Listed entries below:
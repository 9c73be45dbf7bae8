//! Legal move generation.
//!
//! Each call first analyses the side to move's king: how many pieces give check, which
//! squares resolve a single check and which friendly pieces are pinned. Moves are then
//! emitted per piece kind already filtered by that analysis, so everything produced is
//! legal without a make/test/unmake pass.

mod kings;
mod knights;
mod pawns;
mod sliders;

use super::attack_tables::{
    between, bishop_attacks, king_attacks, knight_attacks, pawn_attacks, rook_attacks,
};
use super::{Bitboard, Board, Color, Move, MoveList, Piece, Square};

/// Check and pin analysis for the side to move.
#[derive(Clone, Copy, Debug, PartialEq, Eq)]
pub struct KingInfo {
    /// Pieces giving check, clamped at 2.
    pub n_checks: u8,
    /// Squares a non-king move must land on; every square when not in check.
    pub check_rays: Bitboard,
    /// Origin squares of pinned friendly pieces.
    pub pin_rays: Bitboard,
}

impl KingInfo {
    const UNCHECKED: KingInfo = KingInfo {
        n_checks: 0,
        check_rays: Bitboard::ALL,
        pin_rays: Bitboard::EMPTY,
    };

    #[inline]
    #[must_use]
    pub fn in_check(&self) -> bool {
        self.n_checks > 0
    }
}

/// Which moves the generator emits.
#[derive(Clone, Copy, Debug, PartialEq, Eq)]
pub(crate) enum GenMode {
    All,
    /// Captures, en passant and promotions (including quiet push-promotions).
    Captures,
}

impl Board {
    /// Check and pin analysis for the side to move.
    #[must_use]
    pub fn king_info(&self) -> KingInfo {
        let us = self.side_to_move;
        let them = us.opponent();
        let Some(king) = self.king_square(us) else {
            return KingInfo::UNCHECKED;
        };

        let mut n_checks = 0u8;
        let mut check_rays = Bitboard::EMPTY;
        let mut pin_rays = Bitboard::EMPTY;

        let leapers = (knight_attacks(king) & self.pieces(them, Piece::Knight))
            | (pawn_attacks(us, king) & self.pieces(them, Piece::Pawn));
        for checker in leapers.iter() {
            n_checks += 1;
            check_rays |= Bitboard::from_square(checker);
        }

        // Sliders that would hit the king if only enemy pieces could block.
        let queens = self.pieces(them, Piece::Queen);
        let enemy = self.occupied_by(them);
        let snipers = (rook_attacks(king, enemy) & (self.pieces(them, Piece::Rook) | queens))
            | (bishop_attacks(king, enemy) & (self.pieces(them, Piece::Bishop) | queens));
        for sniper in snipers.iter() {
            let ray = between(king, sniper);
            let blockers = ray & self.all_occupied;
            match blockers.popcount() {
                0 => {
                    n_checks += 1;
                    check_rays |= ray | Bitboard::from_square(sniper);
                }
                1 => pin_rays |= blockers,
                _ => {}
            }
        }

        if n_checks == 0 {
            check_rays = Bitboard::ALL;
        }
        KingInfo {
            n_checks: n_checks.min(2),
            check_rays,
            pin_rays,
        }
    }

    /// All legal moves for the side to move.
    #[must_use]
    pub fn generate_moves(&self) -> MoveList {
        self.generate(GenMode::All)
    }

    /// Legal captures and promotions for the side to move, for quiescence search.
    #[must_use]
    pub fn generate_captures(&self) -> MoveList {
        self.generate(GenMode::Captures)
    }

    pub(crate) fn generate(&self, mode: GenMode) -> MoveList {
        let info = self.king_info();
        let mut moves = MoveList::new();
        if info.n_checks < 2 {
            let us = self.side_to_move;
            let mut targets = match mode {
                GenMode::All => !self.occupied_by(us),
                GenMode::Captures => self.occupied_by(us.opponent()),
            };
            targets &= info.check_rays;
            self.generate_pawn_moves(&info, mode, &mut moves);
            self.generate_knight_moves(&info, targets, &mut moves);
            self.generate_slider_moves(&info, targets, &mut moves);
        }
        self.generate_king_moves(&info, mode, &mut moves);
        moves
    }

    /// Squares a non-king piece on `from` may move to without exposing its king.
    #[inline]
    pub(crate) fn pin_mask(&self, info: &KingInfo, from: Square) -> Bitboard {
        if !info.pin_rays.contains(from) {
            return Bitboard::ALL;
        }
        match self.king_square(self.side_to_move) {
            Some(king) => super::attack_tables::line(king, from),
            None => Bitboard::ALL,
        }
    }

    /// Emit a move of `piece` from `from` to every square in `targets`, recording captures.
    pub(crate) fn push_moves(
        &self,
        from: Square,
        piece: Piece,
        targets: Bitboard,
        moves: &mut MoveList,
    ) {
        let them = self.side_to_move.opponent();
        for to in targets.iter() {
            let mv = Move::new(from, to, piece);
            moves.push(match self.piece_of(them, to) {
                Some(victim) => mv.with_capture(victim),
                None => mv,
            });
        }
    }

    /// Kind of `color`'s piece on `sq`, if any.
    #[inline]
    pub(crate) fn piece_of(&self, color: Color, sq: Square) -> Option<Piece> {
        if !self.occupied_by(color).contains(sq) {
            return None;
        }
        Piece::ALL
            .into_iter()
            .find(|&piece| self.pieces(color, piece).contains(sq))
    }

    /// Whether `by` attacks `sq` given the occupancy `occ`.
    pub(crate) fn is_attacked_with(&self, sq: Square, by: Color, occ: Bitboard) -> bool {
        let queens = self.pieces(by, Piece::Queen);
        !(pawn_attacks(by.opponent(), sq) & self.pieces(by, Piece::Pawn)).is_empty()
            || !(knight_attacks(sq) & self.pieces(by, Piece::Knight)).is_empty()
            || !(king_attacks(sq) & self.pieces(by, Piece::King)).is_empty()
            || !(bishop_attacks(sq, occ) & (self.pieces(by, Piece::Bishop) | queens)).is_empty()
            || !(rook_attacks(sq, occ) & (self.pieces(by, Piece::Rook) | queens)).is_empty()
    }

    /// Whether any piece of `by` attacks `sq`.
    #[must_use]
    pub fn is_square_attacked(&self, sq: Square, by: Color) -> bool {
        self.is_attacked_with(sq, by, self.all_occupied)
    }

    /// Whether the side to move is in check.
    #[must_use]
    pub fn is_in_check(&self) -> bool {
        let us = self.side_to_move;
        self.king_square(us)
            .is_some_and(|king| self.is_square_attacked(king, us.opponent()))
    }

    #[must_use]
    pub fn is_checkmate(&self) -> bool {
        self.is_in_check() && self.generate_moves().is_empty()
    }

    #[must_use]
    pub fn is_stalemate(&self) -> bool {
        !self.is_in_check() && self.generate_moves().is_empty()
    }

    /// Count the leaf nodes of the legal move tree `depth` plies deep.
    #[must_use]
    pub fn perft(&self, depth: u32) -> u64 {
        if depth == 0 {
            return 1;
        }

        let moves = self.generate_moves();
        if depth == 1 {
            return moves.len() as u64;
        }

        moves
            .iter()
            .map(|&mv| self.apply_move(mv).perft(depth - 1))
            .sum()
    }

    /// Leaf counts below each root move, in generation order.
    #[must_use]
    pub fn perft_divide(&self, depth: u32) -> Vec<(Move, u64)> {
        if depth == 0 {
            return Vec::new();
        }
        self.generate_moves()
            .iter()
            .map(|&mv| (mv, self.apply_move(mv).perft(depth - 1)))
            .collect()
    }
}
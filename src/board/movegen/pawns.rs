use super::super::attack_tables::{bishop_attacks, pawn_attacks, rook_attacks};
use super::super::{Bitboard, Board, Move, MoveList, Piece, Square, PROMOTION_PIECES};
use super::{GenMode, KingInfo};

fn push_promotions(base: Move, moves: &mut MoveList) {
    for promo in PROMOTION_PIECES {
        moves.push(base.with_promotion(promo));
    }
}

impl Board {
    pub(crate) fn generate_pawn_moves(&self, info: &KingInfo, mode: GenMode, moves: &mut MoveList) {
        let us = self.side_to_move;
        let them = us.opponent();
        let push = us.pawn_push();
        let promotion_rank = us.pawn_promotion_rank();

        for from in self.pieces(us, Piece::Pawn).iter() {
            let allowed = info.check_rays & self.pin_mask(info, from);

            let one = from.offset(push);
            if !self.all_occupied.contains(one) {
                if one.rank() == promotion_rank {
                    if allowed.contains(one) {
                        push_promotions(Move::new(from, one, Piece::Pawn), moves);
                    }
                } else if mode == GenMode::All {
                    if allowed.contains(one) {
                        moves.push(Move::new(from, one, Piece::Pawn));
                    }
                    if from.rank() == us.pawn_start_rank() {
                        let two = one.offset(push);
                        if !self.all_occupied.contains(two) && allowed.contains(two) {
                            moves.push(Move::double_push(from, two));
                        }
                    }
                }
            }

            let attacks = pawn_attacks(us, from);
            for to in (attacks & self.occupied_by(them) & allowed).iter() {
                let Some(victim) = self.piece_of(them, to) else {
                    continue;
                };
                let capture = Move::new(from, to, Piece::Pawn).with_capture(victim);
                if to.rank() == promotion_rank {
                    push_promotions(capture, moves);
                } else {
                    moves.push(capture);
                }
            }

            if let Some(ep) = self.en_passant_target {
                if attacks.contains(ep) && self.en_passant_is_legal(info, from, ep) {
                    moves.push(Move::en_passant(from, ep));
                }
            }
        }
    }

    /// En passant from `from` onto `ep` must resolve any check (by landing on a blocking
    /// square or removing the checking pawn), respect a pin, and must not uncover a slider
    /// once both pawns leave their squares.
    fn en_passant_is_legal(&self, info: &KingInfo, from: Square, ep: Square) -> bool {
        let us = self.side_to_move;
        let them = us.opponent();
        let captured = ep.offset(-us.pawn_push());
        let touched = Bitboard::from_square(ep) | Bitboard::from_square(captured);

        if (info.check_rays & touched).is_empty() || !self.pin_mask(info, from).contains(ep) {
            return false;
        }

        let Some(king) = self.king_square(us) else {
            return true;
        };
        let occ = (self.all_occupied ^ Bitboard::from_square(from) ^ Bitboard::from_square(captured))
            | Bitboard::from_square(ep);
        let queens = self.pieces(them, Piece::Queen);
        (rook_attacks(king, occ) & (self.pieces(them, Piece::Rook) | queens)).is_empty()
            && (bishop_attacks(king, occ) & (self.pieces(them, Piece::Bishop) | queens))
                .is_empty()
    }
}
//! Square types and utilities.

use std::fmt;
use std::str::FromStr;

#[cfg(feature = "serde")]
use serde::{Deserialize, Serialize};

use crate::board::error::SquareError;

/// A square on the chess board, stored as its index (a1 = 0, b1 = 1, ..., h8 = 63).
#[derive(Clone, Copy, Debug, PartialEq, Eq, Hash, PartialOrd, Ord)]
#[cfg_attr(feature = "serde", derive(Serialize, Deserialize))]
pub struct Square(u8);

impl Square {
    pub const A1: Square = Square(0);
    pub const C1: Square = Square(2);
    pub const D1: Square = Square(3);
    pub const E1: Square = Square(4);
    pub const F1: Square = Square(5);
    pub const G1: Square = Square(6);
    pub const H1: Square = Square(7);
    pub const A8: Square = Square(56);
    pub const C8: Square = Square(58);
    pub const D8: Square = Square(59);
    pub const E8: Square = Square(60);
    pub const F8: Square = Square(61);
    pub const G8: Square = Square(62);
    pub const H8: Square = Square(63);

    /// Create a new square with bounds checking
    #[must_use]
    pub const fn new(rank: u8, file: u8) -> Option<Self> {
        if rank < 8 && file < 8 {
            Some(Square(rank * 8 + file))
        } else {
            None
        }
    }

    /// Create a square from an index (0-63). The index is masked to the board.
    #[inline]
    #[must_use]
    pub const fn from_index(idx: u8) -> Self {
        Square(idx & 63)
    }

    /// Get the rank (0-7, where 0 = rank 1)
    #[inline]
    #[must_use]
    pub const fn rank(self) -> u8 {
        self.0 >> 3
    }

    /// Get the file (0-7, where 0 = file a)
    #[inline]
    #[must_use]
    pub const fn file(self) -> u8 {
        self.0 & 7
    }

    #[inline]
    #[must_use]
    pub const fn index(self) -> u8 {
        self.0
    }

    #[inline]
    #[must_use]
    pub(crate) const fn as_usize(self) -> usize {
        self.0 as usize
    }

    /// Flip the square vertically (e.g., a1 <-> a8)
    #[inline]
    #[must_use]
    pub const fn flip_vertical(self) -> Self {
        Square(self.0 ^ 56)
    }

    /// Square reached by moving `delta` indices; the caller guarantees it stays on the board.
    #[inline]
    #[must_use]
    pub(crate) const fn offset(self, delta: i8) -> Self {
        Square((self.0 as i8 + delta) as u8)
    }
}

impl fmt::Display for Square {
    fn fmt(&self, f: &mut fmt::Formatter<'_>) -> fmt::Result {
        write!(f, "{}{}", (self.file() + b'a') as char, self.rank() + 1)
    }
}

impl TryFrom<(u8, u8)> for Square {
    type Error = SquareError;

    fn try_from((rank, file): (u8, u8)) -> Result<Self, Self::Error> {
        if rank >= 8 {
            return Err(SquareError::RankOutOfBounds { rank });
        }
        if file >= 8 {
            return Err(SquareError::FileOutOfBounds { file });
        }
        Ok(Square(rank * 8 + file))
    }
}

impl FromStr for Square {
    type Err = SquareError;

    fn from_str(s: &str) -> Result<Self, Self::Err> {
        let invalid = || SquareError::InvalidNotation {
            notation: s.to_string(),
        };
        let bytes = s.as_bytes();
        if bytes.len() != 2 {
            return Err(invalid());
        }

        let file = match bytes[0] {
            b @ b'a'..=b'h' => b - b'a',
            _ => return Err(invalid()),
        };
        let rank = match bytes[1] {
            b @ b'1'..=b'8' => b - b'1',
            _ => return Err(invalid()),
        };

        Ok(Square(rank * 8 + file))
    }
}

#[cfg(test)]
mod tests {
    use super::*;

    #[test]
    fn parses_and_displays_coordinates() {
        for idx in 0..64u8 {
            let sq = Square::from_index(idx);
            let text = sq.to_string();
            assert_eq!(text.parse::<Square>(), Ok(sq));
        }
        assert_eq!("e4".parse::<Square>().map(Square::index), Ok(28));
        assert_eq!(Square::E1.to_string(), "e1");
        assert_eq!(Square::H8.to_string(), "h8");
    }

    #[test]
    fn rejects_malformed_coordinates() {
        for text in ["", "e", "e9", "i1", "E4", "e44"] {
            assert!(text.parse::<Square>().is_err(), "{text} should not parse");
        }
        assert_eq!(
            Square::try_from((8, 0)),
            Err(SquareError::RankOutOfBounds { rank: 8 })
        );
    }

    #[test]
    fn rank_file_and_flip() {
        let sq = Square::new(2, 5).unwrap();
        assert_eq!((sq.rank(), sq.file()), (2, 5));
        assert_eq!(sq.flip_vertical(), Square::new(5, 5).unwrap());
        assert_eq!(Square::new(8, 0), None);
    }
}
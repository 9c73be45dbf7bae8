use super::super::attack_tables::knight_attacks;
use super::super::{Bitboard, Board, MoveList, Piece};
use super::KingInfo;

impl Board {
    /// Knight moves onto `targets`; a pinned knight never has a legal move.
    pub(crate) fn generate_knight_moves(
        &self,
        info: &KingInfo,
        targets: Bitboard,
        moves: &mut MoveList,
    ) {
        let knights = self.pieces(self.side_to_move, Piece::Knight) & !info.pin_rays;
        for from in knights.iter() {
            self.push_moves(from, Piece::Knight, knight_attacks(from) & targets, moves);
        }
    }
}
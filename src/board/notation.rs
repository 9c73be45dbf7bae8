use super::error::MoveParseError;
use super::{Board, Move, Piece, Square};

impl Board {
    /// Parse a move in coordinate notation (e.g., "e2e4", "e7e8q").
    ///
    /// Only source, target and promotion come from the text; capture, en passant, castle
    /// and double-push flags are taken from the matching legal move.
    ///
    /// # Example
    /// ```
    /// use chess_search::board::Board;
    ///
    /// let board = Board::new();
    /// let mv = board.parse_move("e2e4").unwrap();
    /// assert!(mv.is_double_push());
    /// ```
    pub fn parse_move(&self, text: &str) -> Result<Move, MoveParseError> {
        if !(4..=5).contains(&text.len()) || !text.is_ascii() {
            return Err(MoveParseError::InvalidLength { len: text.len() });
        }

        let square = |part: &str| {
            part.parse::<Square>()
                .map_err(|_| MoveParseError::InvalidSquare {
                    notation: text.to_string(),
                })
        };
        let from = square(&text[0..2])?;
        let to = square(&text[2..4])?;

        let promotion = match text[4..].chars().next() {
            None => None,
            Some(c) => match Piece::from_char(c) {
                Some(piece) if !matches!(piece, Piece::Pawn | Piece::King) => Some(piece),
                _ => return Err(MoveParseError::InvalidPromotion { char: c }),
            },
        };

        let illegal = || MoveParseError::IllegalMove {
            notation: text.to_string(),
        };
        let piece = self.find_piece(from).ok_or_else(illegal)?;

        self.generate_moves()
            .iter()
            .copied()
            .find(|mv| {
                mv.from() == from
                    && mv.to() == to
                    && mv.piece() == piece
                    && mv.promotion() == promotion
            })
            .ok_or_else(illegal)
    }

    /// Apply a textual move after checking it against the legal move list.
    ///
    /// # Example
    /// ```
    /// use chess_search::board::Board;
    ///
    /// let board = Board::new()
    ///     .apply_move_if_legal("e2e4")
    ///     .and_then(|b| b.apply_move_if_legal("e7e5"))
    ///     .unwrap();
    /// assert!(board.white_to_move());
    /// assert!(Board::new().apply_move_if_legal("e2e5").is_err());
    /// ```
    pub fn apply_move_if_legal(&self, text: &str) -> Result<Board, MoveParseError> {
        let mv = self.parse_move(text)?;
        Ok(self.apply_move(mv))
    }
}
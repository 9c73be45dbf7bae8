//! Bitboard type and operations.

use std::ops::{BitAnd, BitAndAssign, BitOr, BitOrAssign, BitXor, BitXorAssign, Not};

use super::square::Square;

/// A 64-bit set of squares, bit `i` standing for square index `i` (a1 = 0, h8 = 63).
#[derive(Clone, Copy, Debug, Default, PartialEq, Eq, Hash)]
pub struct Bitboard(pub u64);

// File masks (columns)
impl Bitboard {
    pub const FILE_A: Bitboard = Bitboard(0x0101010101010101);
    pub const FILE_B: Bitboard = Bitboard(0x0202020202020202);
    pub const FILE_G: Bitboard = Bitboard(0x4040404040404040);
    pub const FILE_H: Bitboard = Bitboard(0x8080808080808080);

    pub const RANK_1: Bitboard = Bitboard(0x00000000000000FF);
    pub const RANK_2: Bitboard = Bitboard(0x000000000000FF00);
    pub const RANK_7: Bitboard = Bitboard(0x00FF000000000000);
    pub const RANK_8: Bitboard = Bitboard(0xFF00000000000000);

    pub const EMPTY: Bitboard = Bitboard(0);
    pub const ALL: Bitboard = Bitboard(!0);
}

impl Bitboard {
    /// Create a bitboard with a single square set
    #[inline]
    #[must_use]
    pub const fn from_square(sq: Square) -> Self {
        Bitboard(1u64 << sq.index())
    }

    /// Returns an iterator over the squares set in this bitboard, lowest index first
    #[inline]
    #[must_use]
    pub fn iter(self) -> BitboardIter {
        BitboardIter(self)
    }

    /// Returns true if the bitboard is empty
    #[inline]
    #[must_use]
    pub const fn is_empty(self) -> bool {
        self.0 == 0
    }

    /// Returns the number of set bits (population count)
    #[inline]
    #[must_use]
    pub const fn popcount(self) -> u32 {
        self.0.count_ones()
    }

    /// Returns true if the given square is set
    #[inline]
    #[must_use]
    pub const fn contains(self, sq: Square) -> bool {
        (self.0 >> sq.index()) & 1 != 0
    }

    /// Lowest set square, if any
    #[inline]
    #[must_use]
    pub const fn lsb(self) -> Option<Square> {
        if self.0 == 0 {
            None
        } else {
            Some(Square::from_index(self.0.trailing_zeros() as u8))
        }
    }

    /// Get the rank mask for a given rank index (0-7)
    #[inline]
    #[must_use]
    pub const fn rank_mask(rank: u8) -> Self {
        Bitboard(Self::RANK_1.0 << (rank * 8))
    }
}

impl BitAnd for Bitboard {
    type Output = Bitboard;

    #[inline]
    fn bitand(self, rhs: Self) -> Self {
        Bitboard(self.0 & rhs.0)
    }
}

impl BitOr for Bitboard {
    type Output = Bitboard;

    #[inline]
    fn bitor(self, rhs: Self) -> Self {
        Bitboard(self.0 | rhs.0)
    }
}

impl BitXor for Bitboard {
    type Output = Bitboard;

    #[inline]
    fn bitxor(self, rhs: Self) -> Self {
        Bitboard(self.0 ^ rhs.0)
    }
}

impl Not for Bitboard {
    type Output = Bitboard;

    #[inline]
    fn not(self) -> Self {
        Bitboard(!self.0)
    }
}

impl BitAndAssign for Bitboard {
    #[inline]
    fn bitand_assign(&mut self, rhs: Self) {
        self.0 &= rhs.0;
    }
}

impl BitOrAssign for Bitboard {
    #[inline]
    fn bitor_assign(&mut self, rhs: Self) {
        self.0 |= rhs.0;
    }
}

impl BitXorAssign for Bitboard {
    #[inline]
    fn bitxor_assign(&mut self, rhs: Self) {
        self.0 ^= rhs.0;
    }
}

#[inline]
pub(crate) fn pop_lsb(bb: &mut u64) -> Square {
    let idx = bb.trailing_zeros() as u8;
    *bb &= *bb - 1;
    Square::from_index(idx)
}

/// Iterator over set bits in a Bitboard
pub struct BitboardIter(Bitboard);

impl Iterator for BitboardIter {
    type Item = Square;

    fn next(&mut self) -> Option<Self::Item> {
        if self.0.is_empty() {
            None
        } else {
            Some(pop_lsb(&mut self.0 .0))
        }
    }

    fn size_hint(&self) -> (usize, Option<usize>) {
        let n = self.0.popcount() as usize;
        (n, Some(n))
    }
}

impl ExactSizeIterator for BitboardIter {}

#[cfg(test)]
mod tests {
    use super::*;

    #[test]
    fn iterates_lowest_square_first() {
        let bb = Bitboard(0b1010_0001);
        let squares: Vec<u8> = bb.iter().map(Square::index).collect();
        assert_eq!(squares, vec![0, 5, 7]);
        assert_eq!(bb.iter().len(), 3);
    }

    #[test]
    fn contains_and_lsb() {
        let e4: Square = "e4".parse().unwrap();
        let bb = Bitboard::from_square(e4) | Bitboard::RANK_8;
        assert!(bb.contains(e4));
        assert_eq!(bb.lsb(), Some(e4));
        assert_eq!(Bitboard::EMPTY.lsb(), None);
        assert_eq!(Bitboard::rank_mask(1), Bitboard::RANK_2);
    }
}
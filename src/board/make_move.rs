use crate::zobrist::ZOBRIST;

use super::{Board, Move, Piece, Square};

/// Rook source and target for a castle whose king lands on `king_to`.
#[inline]
pub(crate) fn castle_rook_squares(king_to: Square) -> (Square, Square) {
    match king_to {
        Square::G1 => (Square::H1, Square::F1),
        Square::C1 => (Square::A1, Square::D1),
        Square::G8 => (Square::H8, Square::F8),
        _ => (Square::A8, Square::D8),
    }
}

impl Board {
    /// Return the position after `mv`.
    ///
    /// `mv` must be a legal move for this position (as produced by the generator or
    /// [`Board::parse_move`]); nothing is validated. The hash is updated incrementally
    /// and always equals [`Board::calculate_hash`] of the result.
    #[must_use]
    pub fn apply_move(&self, mv: Move) -> Board {
        let mut next = *self;
        let us = self.side_to_move;
        let them = us.opponent();
        let from = mv.from();
        let to = mv.to();

        let rights = self.castling_rights.touched(from).touched(to);
        next.hash ^= ZOBRIST.castling(self.castling_rights) ^ ZOBRIST.castling(rights);
        next.castling_rights = rights;

        if let Some(ep) = self.en_passant_target {
            next.hash ^= ZOBRIST.en_passant(ep);
            next.en_passant_target = None;
        }

        if let Some(victim) = mv.captured() {
            let victim_sq = if mv.is_en_passant() {
                to.offset(-us.pawn_push())
            } else {
                to
            };
            next.toggle_piece(victim_sq, them, victim);
        }

        next.toggle_piece(from, us, mv.piece());
        next.toggle_piece(to, us, mv.promotion().unwrap_or(mv.piece()));

        if mv.is_castle() {
            let (rook_from, rook_to) = castle_rook_squares(to);
            next.toggle_piece(rook_from, us, Piece::Rook);
            next.toggle_piece(rook_to, us, Piece::Rook);
        }

        if mv.is_double_push() {
            let passed = from.offset(us.pawn_push());
            next.en_passant_target = Some(passed);
            next.hash ^= ZOBRIST.en_passant(passed);
        }

        next.side_to_move = them;
        next.hash ^= ZOBRIST.black_to_move_key;
        next
    }

    /// Return the position with the side to move passed and en passant cleared.
    ///
    /// Only meaningful when the side to move is not in check.
    #[must_use]
    pub fn make_null_move(&self) -> Board {
        let mut next = *self;
        if let Some(ep) = self.en_passant_target {
            next.hash ^= ZOBRIST.en_passant(ep);
            next.en_passant_target = None;
        }
        next.side_to_move = self.side_to_move.opponent();
        next.hash ^= ZOBRIST.black_to_move_key;
        next
    }
}
//! Precomputed attack tables for leaper pieces (knights, kings, pawns) and square-pair lines.

use std::sync::LazyLock;

use super::magic::{bishop_attacks, rook_attacks};

const NOT_FILE_A: u64 = 0xFEFE_FEFE_FEFE_FEFE;
const NOT_FILE_AB: u64 = 0xFCFC_FCFC_FCFC_FCFC;
const NOT_FILE_H: u64 = 0x7F7F_7F7F_7F7F_7F7F;
const NOT_FILE_GH: u64 = 0x3F3F_3F3F_3F3F_3F3F;

fn knight_mask(bb: u64) -> u64 {
    ((bb << 17) & NOT_FILE_A)
        | ((bb << 15) & NOT_FILE_H)
        | ((bb << 10) & NOT_FILE_AB)
        | ((bb << 6) & NOT_FILE_GH)
        | ((bb >> 17) & NOT_FILE_H)
        | ((bb >> 15) & NOT_FILE_A)
        | ((bb >> 10) & NOT_FILE_GH)
        | ((bb >> 6) & NOT_FILE_AB)
}

fn king_mask(bb: u64) -> u64 {
    let sideways = ((bb << 1) & NOT_FILE_A) | ((bb >> 1) & NOT_FILE_H);
    let row = bb | sideways;
    sideways | (row << 8) | (row >> 8)
}

fn pawn_mask(bb: u64, white: bool) -> u64 {
    if white {
        ((bb << 9) & NOT_FILE_A) | ((bb << 7) & NOT_FILE_H)
    } else {
        ((bb >> 7) & NOT_FILE_A) | ((bb >> 9) & NOT_FILE_H)
    }
}

pub(crate) static KNIGHT_ATTACKS: LazyLock<[u64; 64]> =
    LazyLock::new(|| std::array::from_fn(|sq| knight_mask(1u64 << sq)));

pub(crate) static KING_ATTACKS: LazyLock<[u64; 64]> =
    LazyLock::new(|| std::array::from_fn(|sq| king_mask(1u64 << sq)));

/// `PAWN_ATTACKS[color][sq]`: squares a pawn of `color` on `sq` attacks.
pub(crate) static PAWN_ATTACKS: LazyLock<[[u64; 64]; 2]> = LazyLock::new(|| {
    [
        std::array::from_fn(|sq| pawn_mask(1u64 << sq, true)),
        std::array::from_fn(|sq| pawn_mask(1u64 << sq, false)),
    ]
});

/// `LINE[a][b]`: the full rank, file or diagonal through both squares (empty if unaligned).
pub(crate) static LINE: LazyLock<Box<[[u64; 64]; 64]>> = LazyLock::new(|| {
    let mut table = Box::new([[0u64; 64]; 64]);
    for a in 0..64 {
        let a_bb = 1u64 << a;
        for b in 0..64 {
            if a == b {
                continue;
            }
            let b_bb = 1u64 << b;
            if rook_attacks(a, 0) & b_bb != 0 {
                table[a][b] = (rook_attacks(a, 0) & rook_attacks(b, 0)) | a_bb | b_bb;
            } else if bishop_attacks(a, 0) & b_bb != 0 {
                table[a][b] = (bishop_attacks(a, 0) & bishop_attacks(b, 0)) | a_bb | b_bb;
            }
        }
    }
    table
});

/// `BETWEEN[a][b]`: squares strictly between two aligned squares (empty otherwise).
pub(crate) static BETWEEN: LazyLock<Box<[[u64; 64]; 64]>> = LazyLock::new(|| {
    let mut table = Box::new([[0u64; 64]; 64]);
    for a in 0..64 {
        for b in 0..64 {
            let b_bb = 1u64 << b;
            let a_bb = 1u64 << a;
            if rook_attacks(a, 0) & b_bb != 0 {
                table[a][b] = rook_attacks(a, b_bb) & rook_attacks(b, a_bb);
            } else if bishop_attacks(a, 0) & b_bb != 0 {
                table[a][b] = bishop_attacks(a, b_bb) & bishop_attacks(b, a_bb);
            }
        }
    }
    table
});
End of Listed entries.
* What is required *
Transcribe the records above from the line holding "(rook_attacks(king, occ) &" down to the line holding "pub const A1: Square = Square(0);", inclusive, without adding anything.

* Output of the task *
        (rook_attacks(king, occ) & (self.pieces(them, Piece::Rook) | queens)).is_empty()
            && (bishop_attacks(king, occ) & (self.pieces(them, Piece::Bishop) | queens))
                .is_empty()
    }
}
//! Square types and utilities.

use std::fmt;
use std::str::FromStr;

#[cfg(feature = "serde")]
use serde::{Deserialize, Serialize};

use crate::board::error::SquareError;

/// A square on the chess board, stored as its index (a1 = 0, b1 = 1, ..., h8 = 63).
#[derive(Clone, Copy, Debug, PartialEq, Eq, Hash, PartialOrd, Ord)]
#[cfg_attr(feature = "serde", derive(Serialize, Deserialize))]
pub struct Square(u8);

impl Square {
    pub const A1: Square = Square(0);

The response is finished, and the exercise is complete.